Considering prior literature (Black, 1997; Hsu et al., 2013; Kedia and Mukherji, 1999; Sambharya, 1996), this study extended the impact of an international CEO on corporates in the form of a meaning transfer of the attribute “international” from celebrity CEO to corporate brand. The suggestion of professional skills that are needed in general for self-branding (Fillis, 2015) is also extended in that the celebrity CEO perceived as professional indeed reveals a meaning transfer effect with the corporate brand. Furthermore, the study at hand provides evidence to support the assumption that the fame of a CEO is inextricably linked with the corporate (Bendisch et al., 2013). Finally, this empirical research confirms that credibility is an essential element for celebrities to be endorsers (Arai et al., 2014; Ohanian, 1990) and especially for celebrity CEOs in their meaning transfer to a corporate brand, which confirms the assumption of Bendisch et al. (2013).

In contrast to several scholars, several suggestions and empirical findings are not supported by this study with specific regard to celebrity CEOs.
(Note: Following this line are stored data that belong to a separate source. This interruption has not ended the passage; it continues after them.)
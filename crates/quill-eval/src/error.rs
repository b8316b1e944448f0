//! Runtime error types for the Quill evaluator.

use quill_types::{Diagnostic, ErrorCode, SourceFile, Span};
use thiserror::Error;

/// Errors raised during evaluation.
///
/// Every variant except [`RuntimeError::Output`] carries the span of the
/// expression or statement that trapped.
#[derive(Debug, Error)]
pub enum RuntimeError {
    /// A name could not be found in any environment.
    #[error("undefined variable '{name}'")]
    UndefinedVariable { name: String, span: Span },

    /// A property access found neither a field nor a method.
    #[error("undefined property '{name}'")]
    UndefinedProperty { name: String, span: Span },

    /// The callee of a call expression is not a function or class.
    #[error("can only call functions and classes")]
    NotCallable { span: Span },

    /// A call supplied the wrong number of arguments.
    #[error("expected {expected} argument(s) but got {got}")]
    ArityMismatch {
        expected: usize,
        got: usize,
        span: Span,
    },

    /// An operator was applied to operands of the wrong type.
    #[error("{message}")]
    InvalidOperand { message: String, span: Span },

    /// Division by zero.
    #[error("division by zero")]
    DivisionByZero { span: Span },

    /// A resolved coordinate pointed at a missing frame or slot. Indicates
    /// a resolver/evaluator disagreement, never a user error.
    #[error("internal evaluator error: {message}")]
    Internal { message: String, span: Span },

    /// Writing program output failed.
    #[error("output error: {0}")]
    Output(#[from] std::io::Error),
}

impl RuntimeError {
    /// The diagnostic code for this error.
    pub fn code(&self) -> ErrorCode {
        match self {
            Self::UndefinedVariable { .. } => ErrorCode::UNDEFINED_VARIABLE,
            Self::UndefinedProperty { .. } => ErrorCode::UNDEFINED_PROPERTY,
            Self::NotCallable { .. } => ErrorCode::NOT_CALLABLE,
            Self::ArityMismatch { .. } => ErrorCode::ARITY_MISMATCH,
            Self::InvalidOperand { .. } => ErrorCode::INVALID_OPERAND_TYPE,
            Self::DivisionByZero { .. } => ErrorCode::DIVISION_BY_ZERO,
            Self::Internal { .. } | Self::Output(_) => ErrorCode::COORDINATE_MISMATCH,
        }
    }

    /// The source span this error points at, if any.
    pub fn span(&self) -> Option<Span> {
        match self {
            Self::UndefinedVariable { span, .. }
            | Self::UndefinedProperty { span, .. }
            | Self::NotCallable { span }
            | Self::ArityMismatch { span, .. }
            | Self::InvalidOperand { span, .. }
            | Self::DivisionByZero { span }
            | Self::Internal { span, .. } => Some(*span),
            Self::Output(_) => None,
        }
    }

    /// Render this error as a [`Diagnostic`] against its source file.
    pub fn to_diagnostic(&self, source_file: &SourceFile) -> Diagnostic {
        let span = self.span().unwrap_or_else(|| Span::point(1, 1));
        let source_line = source_file.snippet(span).to_string();
        Diagnostic::new(
            &source_file.name,
            self.code(),
            self.to_string(),
            span,
            source_line,
        )
    }
}

/// Result alias for evaluator operations.
pub type RunResult<T> = Result<T, RuntimeError>;
//! Quill lexer: converts source text into a [`Token`] stream.

mod lexer;
pub mod token;

pub use lexer::{LexResult, Lexer};
pub use token::{Token, TokenKind};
This concerns especially the attributes “likeable” (Braunstein and Zhang, 2005), “trustworthy” (Arai et al., 2014; Braunstein and Zhang, 2005; Erdem and Swait, 2004; Ohanian, 1990) and “successful” (Arai et al., 2014) that are named as important attributes for endorsers. Moreover, the suggestion of transferring the attribute “successful” from CEO to corporate brand and the attribute “innovative” from corporate brand to CEO (Bendisch et al., 2013) is disproved. Being “authentic” may remain a key success factor for the branding of celebrities (Moulard et al., 2015; Speed et al., 2015), but it does not work in meaning transfer from celebrity CEO to corporate brand.
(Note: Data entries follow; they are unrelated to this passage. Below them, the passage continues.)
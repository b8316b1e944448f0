//! The tree-walking evaluator.
//!
//! Statements produce a [`Flow`] so `break`, `continue`, and `return`
//! propagate as ordinary values instead of unwinding. Runtime traps are
//! `Err`; control flow is never an error.
//!
//! Locals are read and written through the resolver's coordinate table;
//! any reference site without an entry is a global and goes through the
//! name-keyed root frame.

use std::collections::HashMap;
use std::io::Write;
use std::rc::Rc;
use std::time::{SystemTime, UNIX_EPOCH};

use quill_types::ast::{
    BinOp, ClassDecl, Expr, ExprKind, FunctionDecl, Ident, LogicalOp, LoopControlKind, NameRef,
    Program, Stmt, StmtKind, UnaryOp,
};
use quill_types::Span;

use crate::env::{EnvRef, Environment};
use crate::error::{RunResult, RuntimeError};
use crate::resolver::CoordinateTable;
use crate::value::{
    Callable, Class, Function, FunctionData, FunctionKind, Instance, NativeFunction, Value,
};

/// How a statement finished.
#[derive(Debug)]
pub enum Flow {
    /// Fell through; continue with the next statement.
    Normal,
    /// A `break` looking for its enclosing loop.
    Break,
    /// A `continue` looking for its enclosing loop.
    Continue,
    /// A `return` looking for its enclosing function call.
    Return(Value),
}

/// The evaluator. Holds all run state, so one instance can execute many
/// programs against the same globals (REPL sessions do exactly that).
pub struct Interpreter {
    globals: EnvRef,
    env: EnvRef,
    locals: CoordinateTable,
    out: Box<dyn Write>,
}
Second, this study contributes to the under-researched area of “brand-to-celebrity transfer” (Bergkvist and Zhou, 2016). Existing literature on associations transferring between brands has predominantly considered endorsement from a celebrity-to-brand-perspective (Bergkvist et al., 2016; Eisend and Langner, 2010), which underpins the celebrity CEO taking the role as the endorser. Arsena et al. (2014), however, show that brand traits may also transfer to people who are associated with the brand. The present research extends these findings and supports a broader view of endorsements by demonstrating which personality attributes can be transferred from an organizational brand to a person brand as meaning transfer between these two brands. As such, the findings eventually provide the first empirical evidence that a corporate brand can serve as a source for an endorsement to a CEO. In particular, “successful”, “international” and “professional” are revealed as personality attributes that make a corporate brand an endorser for the CEO. With regard to the predominant manufacturing of celebrity CEOs by media publicity (Furedi, 2010; Kerrigan et al., 2011; Lindridge and Eagar, 2015; Milner, 2010; Rojek, 2014; Turner, 2004), a more expansive approach of taking the corporate brand and its meaning transfer into account for celebritization of CEOs needs to be suggested.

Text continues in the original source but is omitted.